Foreign Policy Blogs

Bear-Baiting Debating

Call me Miss Congeniality, but my brittle European sensibilities were flummoxed by the sheer boorishness of the anti-Russia vitriol in last night's McCain-Obama match.


Setting aside the painful hypocrisy inherent, in the words of one BBC commenter, in “the irony of two men castigating Russia for unnacceptable petrodollar muscleflexing and interfering in other nations affairs while debating the best tactic for deploying US troops abroad…” the whole thing was very unbecoming.

I understand that this was a foreign policy debate and US-Russian relations have been rocked by the Georgian war; indeed, I was expecting plenty of oblique references to the event, and a healthy dose of sardonic swipes at the resurgent Eastern European power.

Perhaps something along the lines of Putin's speech in 2006, the last Russian-American low point, in which he compared America to a wolf.

However, that speech, full of “veiled references” and “apparent jibes”, and billed by most Western newspapers as just about the most aggressive, jingoist and nationalistic in human history, now feels SOOOO totally tame!

It seems that comic-book villification has become an essential precondition for American campaigning.


In a sense, ritualistic bluster, the American equivalent of Soviet-speak, is its own political lexicon: vocabulary, rather than content. Using respectful language regarding rival powers is no longer allowed; thus, just as any argument in official Soviet circles had to be advanced in Marxist-Leninist terms, so too now must any US foreign policy argument – no matter how conciliatory and benign – be couched in angry jingoism.

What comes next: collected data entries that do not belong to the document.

use serde::Deserialize;

#[derive(Debug, Clone, Deserialize)]
pub struct JwtConfig {
    pub secret: String,
    pub issuer: String,
    pub audience: String,
    pub ttl_minutes: i64,
}

#[derive(Debug, Clone, Deserialize)]
pub struct ResetConfig {
    /// Frontend URL the reset token is appended to.
    pub base_url: String,
    /// Return the reset link in the response body as well as sending it.
    /// Debug/compatibility posture only; leave off in production.
    pub expose_link: bool,
}

#[derive(Debug, Clone, Deserialize)]
pub struct AppConfig {
    pub database_url: String,
    pub jwt: JwtConfig,
    pub reset: ResetConfig,
}

impl AppConfig {
    pub fn from_env() -> anyhow::Result<Self> {
        let database_url = std::env::var("DATABASE_URL")?;
        let jwt = JwtConfig {
            secret: std::env::var("JWT_SECRET")?,
            issuer: std::env::var("JWT_ISSUER").unwrap_or_else(|_| "rollcall".into()),
            audience: std::env::var("JWT_AUDIENCE").unwrap_or_else(|_| "rollcall-users".into()),
            // Sessions are valid for one day unless overridden.
            ttl_minutes: std::env::var("JWT_TTL_MINUTES")
                .ok()
                .and_then(|v| v.parse::<i64>().ok())
                .unwrap_or(60 * 24),
        };
        let reset = ResetConfig {
            base_url: std::env::var("RESET_BASE_URL")
                .unwrap_or_else(|_| "http://localhost:5173/reset-password".into()),
            expose_link: std::env::var("EXPOSE_RESET_LINK")
                .map(|v| v == "1" || v.eq_ignore_ascii_case("true"))
                .unwrap_or(false),
        };
        Ok(Self {
            database_url,
            jwt,
            reset,
        })
    }
}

Once upon a time, Kremlinologists had to parse through pages and pages of nearly identical speeches extolling the virtues of Lenin and Marx before they could read between the lines and unearth the sometimes very different meanings that lay beneath.

Who knew that these tactics would have to be applied in America c. 2008?

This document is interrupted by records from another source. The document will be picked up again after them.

use axum::{
    extract::{Path, Query, State},
    routing::{get, post},
    Json, Router,
};
use time::{macros::format_description, Date, OffsetDateTime};
use tracing::{error, info, instrument, warn};

use crate::{
    attendance::{
        dto::{MarkRequest, ReportQuery},
        repo::{AttendanceRecord, ReportRow, StatusCount},
    },
    auth::{
        dto::MessageResponse,
        jwt::AuthUser,
        repo::{Role, User},
    },
    error::{unique_violation, ApiError},
    state::AppState,
};

pub fn attendance_routes() -> Router<AppState> {
    Router::new()
        .route("/attendance/mark", post(mark))
        .route("/attendance/student/roll/:roll_number", get(student_attendance))
        .route("/attendance/stats", get(stats))
        .route("/attendance/teacher/report", get(teacher_report))
}

/// Parse a day-granular date. Accepts a bare `YYYY-MM-DD` or a full ISO
/// timestamp, from which only the day part is used.
pub(crate) fn parse_day(input: &str) -> Result<Date, ApiError> {
    let fmt = format_description!("[year]-[month]-[day]");
    let input = input.trim();
    let day = input.get(..10).unwrap_or(input);
    Date::parse(day, &fmt)
        .map_err(|_| ApiError::Validation("Invalid date, expected YYYY-MM-DD".into()))
}

pub(crate) fn today_utc() -> Date {
    OffsetDateTime::now_utc().date()
}

#[instrument(skip(state, auth, payload))]
pub async fn mark(
    State(state): State<AppState>,
    auth: AuthUser,
    Json(payload): Json<MarkRequest>,
) -> Result<Json<MessageResponse>, ApiError> {
    auth.require(&[Role::Teacher])?;

    let student = User::find_student_by_roll(&state.db, payload.roll_number.trim())
        .await?
        .ok_or_else(|| {
            warn!(roll_number = %payload.roll_number, "mark for unknown student");
            ApiError::NotFound("Student not found".into())
        })?;

    let date = parse_day(&payload.date)?;
    let today = today_utc();
    if date != today {
        warn!(%date, %today, "mark for a day other than today");
        return Err(ApiError::Validation(
            "You can only mark attendance for the current day.".into(),
        ));
    }

    match AttendanceRecord::insert(
        &state.db,
        student.id,
        today,
        payload.status,
        auth.id,
        payload.class_name.as_deref(),
        payload.subject.as_deref(),
    )
    .await
    {
        Ok(record) => {
            info!(student_id = %student.id, marked_by = %auth.id, status = ?record.status, "attendance marked");
            Ok(Json(MessageResponse {
                message: "Attendance marked successfully".into(),
            }))
        }
        Err(e) => Err(match unique_violation(&e) {
            Some("attendance_student_id_date_key") => {
                warn!(student_id = %student.id, "attendance already marked");
                ApiError::Conflict("Attendance already marked for today.".into())
            }
            _ => {
                error!(error = %e, "insert attendance failed");
                ApiError::Unavailable
            }
        }),
    }
}

#[instrument(skip(state, auth))]
pub async fn student_attendance(
    State(state): State<AppState>,
    auth: AuthUser,
    Path(roll_number): Path<String>,
) -> Result<Json<Vec<AttendanceRecord>>, ApiError> {
    auth.require(&[Role::Student, Role::Teacher, Role::Hod])?;

    let student = User::find_student_by_roll(&state.db, roll_number.trim())
        .await?
        .ok_or_else(|| ApiError::NotFound("Student not found".into()))?;

    // Students may only read their own records; staff roles see any student.
    if auth.role == Role::Student && auth.id != student.id {
        warn!(user_id = %auth.id, student_id = %student.id, "student requested another student's records");
        return Err(ApiError::Forbidden);
    }

    let records = AttendanceRecord::list_by_student(&state.db, student.id).await?;
    Ok(Json(records))
}

#[instrument(skip(state, auth))]
pub async fn stats(
    State(state): State<AppState>,
    auth: AuthUser,
) -> Result<Json<Vec<StatusCount>>, ApiError> {
    auth.require(&[Role::Hod])?;
    let counts = AttendanceRecord::stats(&state.db).await?;
    Ok(Json(counts))
}

#[instrument(skip(state, auth))]
pub async fn teacher_report(
    State(state): State<AppState>,
    auth: AuthUser,
    Query(filters): Query<ReportQuery>,
) -> Result<Json<Vec<ReportRow>>, ApiError> {
    auth.require(&[Role::Teacher])?;

    let date = filters.date.as_deref().map(parse_day).transpose()?;
    let rows = AttendanceRecord::teacher_report(
        &state.db,
        auth.id,
        date,
        filters.class_name.as_deref(),
        filters.subject.as_deref(),
    )
    .await?;
    Ok(Json(rows))
}

#[cfg(test)]
mod tests {
    use super::*;
    use time::macros::date;

    #[test]
    fn parse_day_accepts_plain_dates() {
        assert_eq!(parse_day("2026-08-06").unwrap(), date!(2026 - 08 - 06));
        assert_eq!(parse_day(" 2026-08-06 ").unwrap(), date!(2026 - 08 - 06));
    }

    #[test]
    fn parse_day_takes_the_day_part_of_timestamps() {
        assert_eq!(
            parse_day("2026-08-06T09:30:00.000Z").unwrap(),
            date!(2026 - 08 - 06)
        );
    }

    #[test]
    fn parse_day_rejects_garbage() {
        assert!(parse_day("yesterday").is_err());
        assert!(parse_day("06-08-2026").is_err());
        assert!(parse_day("2026-13-01").is_err());
        assert!(parse_day("").is_err());
    }

    #[test]
    fn today_matches_itself() {
        // The current-day-only rule reduces to Date equality.
        assert_eq!(today_utc(), today_utc());
        assert_ne!(today_utc().previous_day().unwrap(), today_utc());
    }
}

Depressing, yes; but also necessary, because on the face of it, McCain's and Obama's positions on Russia seemed identical: analysts concluded that “both criticized Russia's invasion of Georgia and said Georgia and Ukraine should be free to join NATO”, and the two agreed on Iran, Russia and the U.S. financial crisis.

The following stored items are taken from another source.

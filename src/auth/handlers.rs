use axum::{
    extract::{FromRef, Path, State},
    http::StatusCode,
    routing::post,
    Json, Router,
};
use lazy_static::lazy_static;
use regex::Regex;
use tracing::{error, info, instrument, warn};

use crate::{
    auth::{
        dto::{
            ForgotPasswordRequest, ForgotPasswordResponse, LoginRequest, LoginResponse,
            MessageResponse, Profile, RegisterRequest, ResetPasswordOtpRequest,
            ResetPasswordRequest, UserSummary,
        },
        jwt::JwtKeys,
        password::{hash_password, verify_password},
        recovery::{
            expiry_from_now, generate_otp, generate_reset_token, placeholder_roll_number,
            RESET_OTP_TTL, RESET_TOKEN_TTL,
        },
        repo::{Role, User},
    },
    error::{unique_violation, ApiError},
    state::AppState,
};

pub fn auth_routes() -> Router<AppState> {
    Router::new()
        .route("/auth/register", post(register))
        .route("/auth/login", post(login))
        .route("/auth/forgot-password", post(forgot_password))
        .route("/auth/reset-password/:token", post(reset_password))
        .route("/auth/forgot-password-otp", post(forgot_password_otp))
        .route("/auth/reset-password-otp", post(reset_password_otp))
}

pub(crate) fn is_valid_email(email: &str) -> bool {
    lazy_static! {
        static ref EMAIL_RE: Regex = Regex::new(r"^[^@\s]+@[^@\s]+\.[^@\s]+$").unwrap();
    }
    EMAIL_RE.is_match(email)
}

fn validate_password(password: &str) -> Result<(), ApiError> {
    if password.len() < 8 {
        warn!("password too short");
        return Err(ApiError::Validation("Password too short".into()));
    }
    Ok(())
}

#[instrument(skip(state, payload))]
pub async fn register(
    State(state): State<AppState>,
    Json(mut payload): Json<RegisterRequest>,
) -> Result<(StatusCode, Json<UserSummary>), ApiError> {
    payload.email = payload.email.trim().to_lowercase();

    if !is_valid_email(&payload.email) {
        warn!(email = %payload.email, "invalid email");
        return Err(ApiError::Validation("Invalid email".into()));
    }
    validate_password(&payload.password)?;

    // Students register with their real roll number; everyone else gets a
    // synthesized placeholder so the uniqueness index holds for every row.
    let roll_number = if payload.role == Role::Student {
        match payload.roll_number.as_deref().map(str::trim) {
            Some(roll) if !roll.is_empty() => roll.to_string(),
            _ => {
                warn!("student registration without roll number");
                return Err(ApiError::Validation(
                    "Roll Number is required for students".into(),
                ));
            }
        }
    } else {
        placeholder_roll_number(payload.role)
    };

    // Fast-path duplicate check for a friendly error; the unique index below
    // is what actually closes the race.
    if let Ok(Some(_)) = User::find_by_email(&state.db, &payload.email).await {
        warn!(email = %payload.email, "email already registered");
        return Err(ApiError::Conflict("Email already registered".into()));
    }

    let hash = hash_password(&payload.password)?;

    let user = match User::create(
        &state.db,
        payload.name.trim(),
        &payload.email,
        &hash,
        payload.role,
        &roll_number,
    )
    .await
    {
        Ok(user) => user,
        Err(e) => {
            return Err(match unique_violation(&e) {
                Some("users_email_key") => {
                    warn!(email = %payload.email, "email already registered");
                    ApiError::Conflict("Email already registered".into())
                }
                Some("users_roll_number_key") => {
                    warn!(roll_number = %roll_number, "roll number already registered");
                    ApiError::Conflict("Roll number already registered".into())
                }
                _ => {
                    error!(error = %e, "create user failed");
                    ApiError::Unavailable
                }
            })
        }
    };

    info!(user_id = %user.id, email = %user.email, role = %user.role, "user registered");
    Ok((StatusCode::CREATED, Json(UserSummary::from(user))))
}

#[instrument(skip(state, payload))]
pub async fn login(
    State(state): State<AppState>,
    Json(mut payload): Json<LoginRequest>,
) -> Result<Json<LoginResponse>, ApiError> {
    payload.email = payload.email.trim().to_lowercase();

    let user = User::find_by_email(&state.db, &payload.email)
        .await?
        .ok_or_else(|| {
            warn!(email = %payload.email, "login unknown email");
            ApiError::NotFound("User not found".into())
        })?;

    if !verify_password(&payload.password, &user.password_hash)? {
        warn!(email = %payload.email, user_id = %user.id, "login invalid password");
        return Err(ApiError::Validation("Wrong password".into()));
    }

    let keys = JwtKeys::from_ref(&state);
    let token = keys.sign(user.id, user.role)?;

    info!(user_id = %user.id, role = %user.role, "user logged in");
    Ok(Json(LoginResponse {
        token,
        user: Profile {
            name: user.name,
            role: user.role,
            roll_number: user.roll_number,
        },
    }))
}

#[instrument(skip(state, payload))]
pub async fn forgot_password(
    State(state): State<AppState>,
    Json(payload): Json<ForgotPasswordRequest>,
) -> Result<Json<ForgotPasswordResponse>, ApiError> {
    let email = payload.email.trim().to_lowercase();
    let user = User::find_by_email(&state.db, &email)
        .await?
        .ok_or_else(|| {
            warn!(email = %email, "forgot password for unknown email");
            ApiError::NotFound("User not found".into())
        })?;

    let token = generate_reset_token();
    let expiry = expiry_from_now(RESET_TOKEN_TTL);
    User::set_reset_token(&state.db, user.id, &token, expiry).await?;

    let link = format!(
        "{}/{}",
        state.config.reset.base_url.trim_end_matches('/'),
        token
    );
    state
        .notifier
        .send(
            &user.email,
            "Password reset",
            &format!("Reset your password within 15 minutes: {link}"),
        )
        .await
        .map_err(|e| {
            error!(error = %e, user_id = %user.id, "reset link delivery failed");
            ApiError::Unavailable
        })?;

    info!(user_id = %user.id, "reset token issued");
    Ok(Json(ForgotPasswordResponse {
        message: "Password reset link sent".into(),
        reset_link: state.config.reset.expose_link.then_some(link),
    }))
}

#[instrument(skip(state, token, payload))]
pub async fn reset_password(
    State(state): State<AppState>,
    Path(token): Path<String>,
    Json(payload): Json<ResetPasswordRequest>,
) -> Result<Json<MessageResponse>, ApiError> {
    validate_password(&payload.password)?;
    let hash = hash_password(&payload.password)?;

    // Single statement: validates the token, replaces the hash and clears
    // the token pair, so a secret can never be replayed.
    if !User::consume_reset_token(&state.db, &token, &hash).await? {
        warn!("reset with invalid or expired token");
        return Err(ApiError::Validation("Invalid or expired token".into()));
    }

    info!("password reset via token");
    Ok(Json(MessageResponse {
        message: "Password has been reset".into(),
    }))
}

#[instrument(skip(state, payload))]
pub async fn forgot_password_otp(
    State(state): State<AppState>,
    Json(payload): Json<ForgotPasswordRequest>,
) -> Result<Json<MessageResponse>, ApiError> {
    let email = payload.email.trim().to_lowercase();
    let user = User::find_by_email(&state.db, &email)
        .await?
        .ok_or_else(|| {
            warn!(email = %email, "otp request for unknown email");
            ApiError::NotFound("User not found".into())
        })?;

    let otp = generate_otp();
    let expiry = expiry_from_now(RESET_OTP_TTL);
    User::set_reset_otp(&state.db, user.id, &otp, expiry).await?;

    // The OTP travels only through the notification sink, never the
    // response body.
    state
        .notifier
        .send(
            &user.email,
            "Your password reset OTP",
            &format!("Your OTP is {otp}. It is valid for 10 minutes."),
        )
        .await
        .map_err(|e| {
            error!(error = %e, user_id = %user.id, "otp delivery failed");
            ApiError::Unavailable
        })?;

    info!(user_id = %user.id, "reset otp issued");
    Ok(Json(MessageResponse {
        message: "OTP sent to your email".into(),
    }))
}

#[instrument(skip(state, payload))]
pub async fn reset_password_otp(
    State(state): State<AppState>,
    Json(payload): Json<ResetPasswordOtpRequest>,
) -> Result<Json<MessageResponse>, ApiError> {
    validate_password(&payload.password)?;
    let email = payload.email.trim().to_lowercase();
    let hash = hash_password(&payload.password)?;

    if !User::consume_reset_otp(&state.db, &email, payload.otp.trim(), &hash).await? {
        // Wrong and expired are deliberately indistinguishable.
        warn!(email = %email, "reset with invalid or expired otp");
        return Err(ApiError::Validation("Invalid or expired OTP".into()));
    }

    info!(email = %email, "password reset via otp");
    Ok(Json(MessageResponse {
        message: "Password has been reset".into(),
    }))
}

After all, it was Obama who was the sole candidate to refer to Russia as a ‘rogue state’.

However, these lexically similar declarations betray significantly divergent policy aims.

Compare and contrast some of the assertions below:

Obama: “Russia is a threat to the peace and stability of the region. Their actions in Georgia were unacceptable”.

McCain: “Russia committed serious aggression against Georgia. And Russia has now become a nation fueled by petro-dollars that is basically a KGB apparatchik-run government. I looked into Mr. Putin's eyes, and I saw three letters, a “K,” a “G,” and a “B.” And their aggression in Georgia is not acceptable behavior”.

Sound fairly similar, non?

However, the devil is in the follow-ups. Obama later makes a very clear distinction between US support for Eastern Europe, “the Estonians, the Lithuanians, the Latvians, the Poles, the Czechs”, who “are members of NATO”, and Ukraine and Georgia, who are not.

This is something that McCain emphatically does not.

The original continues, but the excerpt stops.